→ Goal of the exercise
Return the data below, unchanged.

→ Extracted data entries
Segment Open
//! Error taxonomy for the data plane, generalizing the teacher's `AdapterError`
//! (see `services/adapters/src/error.rs`) to the oracle's transport/protocol/venue/
//! validation/request categories from spec §7.

use thiserror::Error;

pub type Result<T> = std::result::Result<T, OracleError>;

/// Errors surfaced by adapters, the data manager, and the aggregation pipeline.
#[derive(Error, Debug)]
pub enum OracleError {
    #[error("{adapter}: connection failed: {reason}")]
    ConnectionFailed { adapter: String, reason: String },

    #[error("{adapter}: connection timed out after {timeout_ms}ms")]
    ConnectionTimeout { adapter: String, timeout_ms: u64 },

    #[error("{adapter}: not connected")]
    NotConnected { adapter: String },

    #[error("{adapter}: authentication failed")]
    AuthenticationFailed { adapter: String },

    #[error("{adapter}: no valid symbols in request")]
    InvalidSymbols { adapter: String },

    #[error("{adapter}: venue protocol error: {message}")]
    VenueProtocolError { adapter: String, message: String },

    #[error("{adapter}: parse error: {message}")]
    ParseError { adapter: String, message: String },

    #[error("{adapter}: rate limit exceeded")]
    RateLimitExceeded { adapter: String },

    #[error("{adapter}: request timed out")]
    TimeoutError { adapter: String },

    #[error("{adapter}: HTTP {status}")]
    HttpStatus { adapter: String, status: u16 },

    #[error("{adapter}: venue error {code}: {message}")]
    VenueError {
        adapter: String,
        code: String,
        message: String,
    },

    #[error("{adapter}: circuit breaker open")]
    CircuitBreakerOpen { adapter: String },

    #[error("{adapter}: max reconnect attempts ({max_attempts}) exceeded")]
    MaxReconnectAttemptsExceeded { adapter: String, max_attempts: u32 },

    #[error("configuration error: {0}")]
    Configuration(String),

    #[error("{0}")]
    Internal(String),

    #[error(transparent)]
    WebSocket(#[from] tokio_tungstenite::tungstenite::Error),

    #[error(transparent)]
    Io(#[from] std::io::Error),

    #[error(transparent)]
    Http(#[from] reqwest::Error),

    #[error(transparent)]
    Json(#[from] serde_json::Error),
}

impl OracleError {
    /// Transport and venue-5xx classes are retryable with backoff (spec §7).
    pub fn is_recoverable(&self) -> bool {
        matches!(
            self,
            OracleError::ConnectionFailed { .. }
                | OracleError::ConnectionTimeout { .. }
                | OracleError::NotConnected { .. }
                | OracleError::TimeoutError { .. }
                | OracleError::HttpStatus { .. }
                | OracleError::VenueError { .. }
                | OracleError::WebSocket(_)
                | OracleError::Io(_)
                | OracleError::Http(_)
        )
    }

    /// Venue-permanent classes (auth, config) never retry and open the circuit.
    pub fn is_permanent(&self) -> bool {
        matches!(
            self,
            OracleError::AuthenticationFailed { .. } | OracleError::Configuration(_)
        )
    }

    /// Protocol-level errors drop the frame but never invalidate adapter state.
    pub fn should_invalidate_state(&self) -> bool {
        !matches!(
            self,
            OracleError::ParseError { .. } | OracleError::InvalidSymbols { .. } | OracleError::Json(_)
        )
    }

    /// Adapter name this error is attributed to, when it carries one.
    pub fn adapter_name(&self) -> Option<&str> {
        match self {
            OracleError::ConnectionFailed { adapter, .. }
            | OracleError::ConnectionTimeout { adapter, .. }
            | OracleError::NotConnected { adapter }
            | OracleError::AuthenticationFailed { adapter }
            | OracleError::InvalidSymbols { adapter }
            | OracleError::VenueProtocolError { adapter, .. }
            | OracleError::ParseError { adapter, .. }
            | OracleError::RateLimitExceeded { adapter }
            | OracleError::TimeoutError { adapter }
            | OracleError::HttpStatus { adapter, .. }
            | OracleError::VenueError { adapter, .. }
            | OracleError::CircuitBreakerOpen { adapter }
            | OracleError::MaxReconnectAttemptsExceeded { adapter, .. } => Some(adapter),
            _ => None,
        }
    }
}

#[cfg(test)]
mod tests {
    use super::*;

    #[test]
    fn transport_errors_are_recoverable() {
        let e = OracleError::ConnectionFailed {
            adapter: "binance".into(),
            reason: "refused".into(),
        };
        assert!(e.is_recoverable());
        assert!(!e.is_permanent());
    }

    #[test]
    fn auth_errors_are_permanent_and_not_recoverable() {
        let e = OracleError::AuthenticationFailed {
            adapter: "kraken".into(),
        };
        assert!(e.is_permanent());
        assert!(!e.is_recoverable());
    }

    #[test]
    fn parse_errors_do_not_invalidate_state() {
        let e = OracleError::ParseError {
            adapter: "okx".into(),
            message: "bad frame".into(),
        };
        assert!(!e.should_invalidate_state());
    }
}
Segment Closed
→ Written answer
//! Error taxonomy for the data plane, generalizing the teacher's `AdapterError`
//! (see `services/adapters/src/error.rs`) to the oracle's transport/protocol/venue/
//! validation/request categories from spec §7.

use thiserror::Error;

pub type Result<T> = std::result::Result<T, OracleError>;

/// Errors surfaced by adapters, the data manager, and the aggregation pipeline.
#[derive(Error, Debug)]
pub enum OracleError {
    #[error("{adapter}: connection failed: {reason}")]
    ConnectionFailed { adapter: String, reason: String },

    #[error("{adapter}: connection timed out after {timeout_ms}ms")]
    ConnectionTimeout { adapter: String, timeout_ms: u64 },

    #[error("{adapter}: not connected")]
    NotConnected { adapter: String },

    #[error("{adapter}: authentication failed")]
    AuthenticationFailed { adapter: String },

    #[error("{adapter}: no valid symbols in request")]
    InvalidSymbols { adapter: String },

    #[error("{adapter}: venue protocol error: {message}")]
    VenueProtocolError { adapter: String, message: String },

    #[error("{adapter}: parse error: {message}")]
    ParseError { adapter: String, message: String },

    #[error("{adapter}: rate limit exceeded")]
    RateLimitExceeded { adapter: String },

    #[error("{adapter}: request timed out")]
    TimeoutError { adapter: String },

    #[error("{adapter}: HTTP {status}")]
    HttpStatus { adapter: String, status: u16 },

    #[error("{adapter}: venue error {code}: {message}")]
    VenueError {
        adapter: String,
        code: String,
        message: String,
    },

    #[error("{adapter}: circuit breaker open")]
    CircuitBreakerOpen { adapter: String },

    #[error("{adapter}: max reconnect attempts ({max_attempts}) exceeded")]
    MaxReconnectAttemptsExceeded { adapter: String, max_attempts: u32 },

    #[error("configuration error: {0}")]
    Configuration(String),

    #[error("{0}")]
    Internal(String),

    #[error(transparent)]
    WebSocket(#[from] tokio_tungstenite::tungstenite::Error),

    #[error(transparent)]
    Io(#[from] std::io::Error),

    #[error(transparent)]
    Http(#[from] reqwest::Error),

    #[error(transparent)]
    Json(#[from] serde_json::Error),
}

impl OracleError {
    /// Transport and venue-5xx classes are retryable with backoff (spec §7).
    pub fn is_recoverable(&self) -> bool {
        matches!(
            self,
            OracleError::ConnectionFailed { .. }
                | OracleError::ConnectionTimeout { .. }
                | OracleError::NotConnected { .. }
                | OracleError::TimeoutError { .. }
                | OracleError::HttpStatus { .. }
                | OracleError::VenueError { .. }
                | OracleError::WebSocket(_)
                | OracleError::Io(_)
                | OracleError::Http(_)
        )
    }

    /// Venue-permanent classes (auth, config) never retry and open the circuit.
    pub fn is_permanent(&self) -> bool {
        matches!(
            self,
            OracleError::AuthenticationFailed { .. } | OracleError::Configuration(_)
        )
    }

    /// Protocol-level errors drop the frame but never invalidate adapter state.
    pub fn should_invalidate_state(&self) -> bool {
        !matches!(
            self,
            OracleError::ParseError { .. } | OracleError::InvalidSymbols { .. } | OracleError::Json(_)
        )
    }

    /// Adapter name this error is attributed to, when it carries one.
    pub fn adapter_name(&self) -> Option<&str> {
        match self {
            OracleError::ConnectionFailed { adapter, .. }
            | OracleError::ConnectionTimeout { adapter, .. }
            | OracleError::NotConnected { adapter }
            | OracleError::AuthenticationFailed { adapter }
            | OracleError::InvalidSymbols { adapter }
            | OracleError::VenueProtocolError { adapter, .. }
            | OracleError::ParseError { adapter, .. }
            | OracleError::RateLimitExceeded { adapter }
            | OracleError::TimeoutError { adapter }
            | OracleError::HttpStatus { adapter, .. }
            | OracleError::VenueError { adapter, .. }
            | OracleError::CircuitBreakerOpen { adapter }
            | OracleError::MaxReconnectAttemptsExceeded { adapter, .. } => Some(adapter),
            _ => None,
        }
    }
}

#[cfg(test)]
mod tests {
    use super::*;

    #[test]
    fn transport_errors_are_recoverable() {
        let e = OracleError::ConnectionFailed {
            adapter: "binance".into(),
            reason: "refused".into(),
        };
        assert!(e.is_recoverable());
        assert!(!e.is_permanent());
    }

    #[test]
    fn auth_errors_are_permanent_and_not_recoverable() {
        let e = OracleError::AuthenticationFailed {
            adapter: "kraken".into(),
        };
        assert!(e.is_permanent());
        assert!(!e.is_recoverable());
    }

    #[test]
    fn parse_errors_do_not_invalidate_state() {
        let e = OracleError::ParseError {
            adapter: "okx".into(),
            message: "bad frame".into(),
        };
        assert!(!e.should_invalidate_state());
    }
}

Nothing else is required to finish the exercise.